The human brain is made up of different tissues that carry out various processes, from retaining memory to controlling the overall body. During these activities, the brain tissues become active and become prone to inflammation (swelling) due to infections. Encephalitis is primarily a viral infection of the brain tissues, which in turn causes the entire brain to swell. Encephalitis can also be caused due to bacterial or fungal infections, due to intake of certain medications or in a person with a weakened immune system.1

Encephalitis can affect all irrespective of age, but is more prevalent in older and younger individuals. In the UK, each year 4,000 people suffer from encephalitis due to its rarity. There are just a few viruses that may damage brain cells and enter the central nervous system (the brain and spinal cord). But the blood-brain barrier filters blood and keeps hazardous substances including viruses from reaching the brain. Due to this protective mechanism most of the time, infections caused by certain viruses will not result in encephalitis.2

One or more parts of the brain may become inflamed depending on how moderate or severe the infection is. A headache, a stiff neck, sensitivity to light, mental disorientation, and seizures might result from the swelling of the brain, which could be fatal if not diagnosed and treated at the right time.1,2 

Causes of encephalitis

Encephalitis is caused by a variety of factors such as viral or bacterial infections or other non-infectious causes. The precise origin of encephalitis is frequently unclear, however, certain instances such as an immune reaction, and genetic and environmental factors result in it. 

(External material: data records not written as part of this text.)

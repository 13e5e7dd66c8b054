//! Ordering and grouping of merged activities for the panel.

use std::cmp::Ordering;

use crate::models::{MergedActivity, Section};

/// Shown in place of a missing score
pub const NOT_AVAILABLE: &str = "暂无";

/// Shown when the course has no activity reads at all
pub const NO_SCORES: &str = "暂无成绩数据";

/// One line of panel content
#[derive(Debug, Clone, PartialEq, Eq)]
pub enum PanelRow {
    Header(Section),
    Entry { text: String, scored: bool },
    Empty,
}

impl PanelRow {
    pub fn text(&self) -> &str {
        match self {
            PanelRow::Header(section) => section.label(),
            PanelRow::Entry { text, .. } => text,
            PanelRow::Empty => NO_SCORES,
        }
    }
}

fn display_order(a: &MergedActivity, b: &MergedActivity) -> Ordering {
    // `true` sorts first in both keys
    b.has_score()
        .cmp(&a.has_score())
        .then_with(|| b.has_known_title().cmp(&a.has_known_title()))
}

/// Scored entries first, then known titles first within each tier.
///
/// `sort_by` is stable, so entries equal on both keys keep their order.
pub fn sort_for_display(activities: &mut [MergedActivity]) {
    activities.sort_by(display_order);
}

/// Text of a single entry line
pub fn entry_line(activity: &MergedActivity) -> String {
    match activity.read.score() {
        Some(score) if activity.read.activity_type.is_recognized() => {
            format!("{}的成绩: {}", activity.title, score)
        }
        _ => format!("{} - {}", activity.title, NOT_AVAILABLE),
    }
}

/// Sort a copy of `activities` and lay it out as panel rows
///
/// A section header goes right before the first known-title entry and
/// right before the first unknown-title entry, once each.
pub fn build_rows(activities: &[MergedActivity]) -> Vec<PanelRow> {
    if activities.is_empty() {
        return vec![PanelRow::Empty];
    }

    let mut sorted = activities.to_vec();
    sort_for_display(&mut sorted);

    let mut rows = Vec::with_capacity(sorted.len() + 2);
    let mut known_header_inserted = false;
    let mut unknown_header_inserted = false;

    for activity in &sorted {
        if activity.has_known_title() && !known_header_inserted {
            rows.push(PanelRow::Header(Section::KnownTitles));
            known_header_inserted = true;
        }
        if !activity.has_known_title() && !unknown_header_inserted {
            rows.push(PanelRow::Header(Section::UnknownTitles));
            unknown_header_inserted = true;
        }
        rows.push(PanelRow::Entry {
            text: entry_line(activity),
            scored: activity.has_score(),
        });
    }

    rows
}

#[cfg(test)]
mod tests {
    use super::*;
    use crate::models::{ActivityRead, UNKNOWN_TITLE};
    use serde_json::{json, Value};

    fn activity(id: u64, kind: &str, data: Value, title: &str) -> MergedActivity {
        let read: ActivityRead = serde_json::from_value(json!({
            "activity_id": id,
            "activity_type": kind,
            "data": data
        }))
        .unwrap();
        MergedActivity::new(read, title)
    }

    fn scored(id: u64, title: &str) -> MergedActivity {
        activity(id, "learning_activity", json!({"score": 90}), title)
    }

    fn unscored(id: u64, title: &str) -> MergedActivity {
        activity(id, "learning_activity", json!({}), title)
    }

    fn ids(activities: &[MergedActivity]) -> Vec<u64> {
        activities.iter().map(|a| a.read.activity_id).collect()
    }

    #[test]
    fn test_entry_line_with_score() {
        let a = activity(1, "learning_activity", json!({"score": 90}), "HW1");
        assert_eq!(entry_line(&a), "HW1的成绩: 90");
    }

    #[test]
    fn test_entry_line_exam_without_score() {
        let a = activity(9, "exam_activity", json!({}), UNKNOWN_TITLE);
        assert_eq!(entry_line(&a), "未知名称 - 暂无");
    }

    #[test]
    fn test_entry_line_zero_score_is_shown() {
        let a = activity(2, "exam_activity", json!({"score": 0}), "Quiz");
        assert_eq!(entry_line(&a), "Quiz的成绩: 0");
    }

    #[test]
    fn test_entry_line_unrecognized_type() {
        let a = activity(3, "forum", json!({"score": 5}), "Forum");
        assert_eq!(entry_line(&a), "Forum - 暂无");
    }

    #[test]
    fn test_sort_tiers() {
        let mut list = vec![
            unscored(1, UNKNOWN_TITLE),
            unscored(2, "HW2"),
            scored(3, UNKNOWN_TITLE),
            scored(4, "HW4"),
        ];
        sort_for_display(&mut list);
        assert_eq!(ids(&list), vec![4, 3, 2, 1]);
    }

    #[test]
    fn test_sort_is_stable_within_tier() {
        let mut list = vec![
            unscored(10, "A"),
            scored(11, UNKNOWN_TITLE),
            scored(12, "B"),
            unscored(13, "C"),
            scored(14, UNKNOWN_TITLE),
            scored(15, "D"),
        ];
        sort_for_display(&mut list);
        assert_eq!(ids(&list), vec![12, 15, 11, 14, 10, 13]);
    }

    #[test]
    fn test_build_rows_inserts_headers_once() {
        let list = vec![
            unscored(1, "HW1"),
            scored(2, UNKNOWN_TITLE),
            scored(3, "HW3"),
            unscored(4, UNKNOWN_TITLE),
        ];
        let rows = build_rows(&list);
        let texts: Vec<&str> = rows.iter().map(PanelRow::text).collect();
        assert_eq!(
            texts,
            vec![
                "已知名称的成绩：",
                "HW3的成绩: 90",
                "未知名称的成绩：",
                "未知名称的成绩: 90",
                "HW1 - 暂无",
                "未知名称 - 暂无",
            ]
        );
    }

    #[test]
    fn test_build_rows_only_unknown() {
        let rows = build_rows(&[unscored(1, UNKNOWN_TITLE)]);
        assert_eq!(rows[0], PanelRow::Header(Section::UnknownTitles));
        assert_eq!(rows.len(), 2);
        assert!(!rows.contains(&PanelRow::Header(Section::KnownTitles)));
    }

    #[test]
    fn test_build_rows_marks_scored_entries() {
        let rows = build_rows(&[scored(1, "HW1"), unscored(2, "HW2")]);
        assert_eq!(
            rows[1],
            PanelRow::Entry {
                text: "HW1的成绩: 90".to_string(),
                scored: true
            }
        );
        assert!(matches!(rows[2], PanelRow::Entry { scored: false, .. }));
    }

    #[test]
    fn test_build_rows_empty() {
        let rows = build_rows(&[]);
        assert_eq!(rows, vec![PanelRow::Empty]);
        assert_eq!(rows[0].text(), "暂无成绩数据");
    }

    #[test]
    fn test_build_rows_leaves_input_order() {
        let list = vec![unscored(1, "HW1"), scored(2, "HW2")];
        let _ = build_rows(&list);
        assert_eq!(ids(&list), vec![1, 2]);
    }
}
//! Response envelopes for the three course service feeds.

use std::fmt;

use serde::Deserialize;

use super::activity::ActivityRead;

/// Which of the three feeds a request or error belongs to
#[derive(Debug, Clone, Copy, PartialEq, Eq)]
pub enum Feed {
    ActivityReads,
    Homework,
    Exams,
}

impl Feed {
    pub fn label(&self) -> &'static str {
        match self {
            Feed::ActivityReads => "activity reads",
            Feed::Homework => "homework",
            Feed::Exams => "exams",
        }
    }
}

impl fmt::Display for Feed {
    fn fmt(&self, f: &mut fmt::Formatter<'_>) -> fmt::Result {
        f.write_str(self.label())
    }
}

/// `{id, title}` record shared by the homework and exam feeds
#[derive(Debug, Clone, PartialEq, Eq, Deserialize)]
pub struct TitleEntry {
    pub id: u64,
    pub title: String,
}

/// `GET /api/course/{id}/activity-reads-for-user`
#[derive(Debug, Clone, Deserialize)]
pub struct ActivityReadsResponse {
    pub activity_reads: Vec<ActivityRead>,
}

/// `GET /api/course/{id}/homework-scores?fields=id,title`
#[derive(Debug, Clone, Deserialize)]
pub struct HomeworkResponse {
    pub homework_activities: Vec<TitleEntry>,
}

/// `GET /api/courses/{id}/exams`
#[derive(Debug, Clone, Deserialize)]
pub struct ExamsResponse {
    pub exams: Vec<TitleEntry>,
}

Some of the widely known causes of encephalitis are:1,3,4

  • Viral infections: This is the most common cause of encephalitis, with herpes simplex virus (HSV) and varicella-zoster virus (VZV- cause of shingles or chickenpox) being the most frequent viral causes. Other viruses that can cause encephalitis include the West Nile virus, enteroviruses, and measles virus
  • Bacterial infections: In rare cases, encephalitis can also be caused by bacterial infections, such as those caused by the bacteria that cause Lyme disease or Rocky Mountain spotted fever also known as tick-borne encephalitis
  • Autoimmune causes: When a person’s immune system mistakes the brain as a foreign object it tends to attack it, causing autoimmune encephalitis. Other autoimmune disorders, such as lupus or multiple sclerosis are also another cause
  • Other non-infectious causes: In some cases, encephalitis may develop as a result of a brain injury, such as from a stroke or traumatic injury. Certain reactions to medications or vaccines are also a cause

It's also important to keep in mind that various regions of the world have specific viruses and bacteria that are more frequently linked to encephalitis. While tick-borne encephalitis is more prevalent in Europe, in some parts of Asia encephalitis is caused due to Japanese encephalitis virus. As encephalitis is caused by different and complex causes, it is important to visit a doctor if you have any of the mentioned causes for timely treatment.3,4

Signs and symptoms of encephalitis

Encephalitis causes a range of symptoms ranging from physical to cognitive in nature. Encephalitis begins with flu-like symptoms or headaches and frequently progresses to an altered mental state and issues with thinking, remembering, and reasoning.5,6

Depending on the underlying cause and the severity, encephalitis symptoms can vary, however some frequent signs and symptoms include:4,5,6,7

  • Fever
  • Headache
  • Sensitivity to light or sound
  • Confusion or altered mental status: Encephalitis can cause changes in mental status, such as confusion, disorientation, or difficulty concentrating
  • Seizures: Seizures may occur in some people with encephalitis, particularly in cases caused by the herpes simplex virus
  • Muscle weakness or paralysis: In severe cases of encephalitis, muscle weakness or paralysis may occur, particularly in the arms or legs
  • Sensory changes: Encephalitis can cause changes in sensation, such as tingling, numbness, or a burning sensation
  • Vision or hearing changes: Encephalitis may cause vision or hearing changes, such as blurred vision or ringing in the ears
  • Personality or behaviour changes: Encephalitis can cause changes in personality or behaviour, such as irritability, aggression, or apathy

Encephalitis can have more significant side effects in extreme situations, including coma, brain damage, and even death. If you notice any of the following symptoms, it's crucial to contact a doctor very once, especially if you've recently been sick or have been exposed to ticks or mosquitoes in a region where encephalitis is known to occur.

Diagnosis of encephalitis

The diagnosis of encephalitis involves a combination of clinical testing, laboratory testing, and imaging studies to evaluate the symptoms, identify the underlying cause and determine how much the brain has inflamed.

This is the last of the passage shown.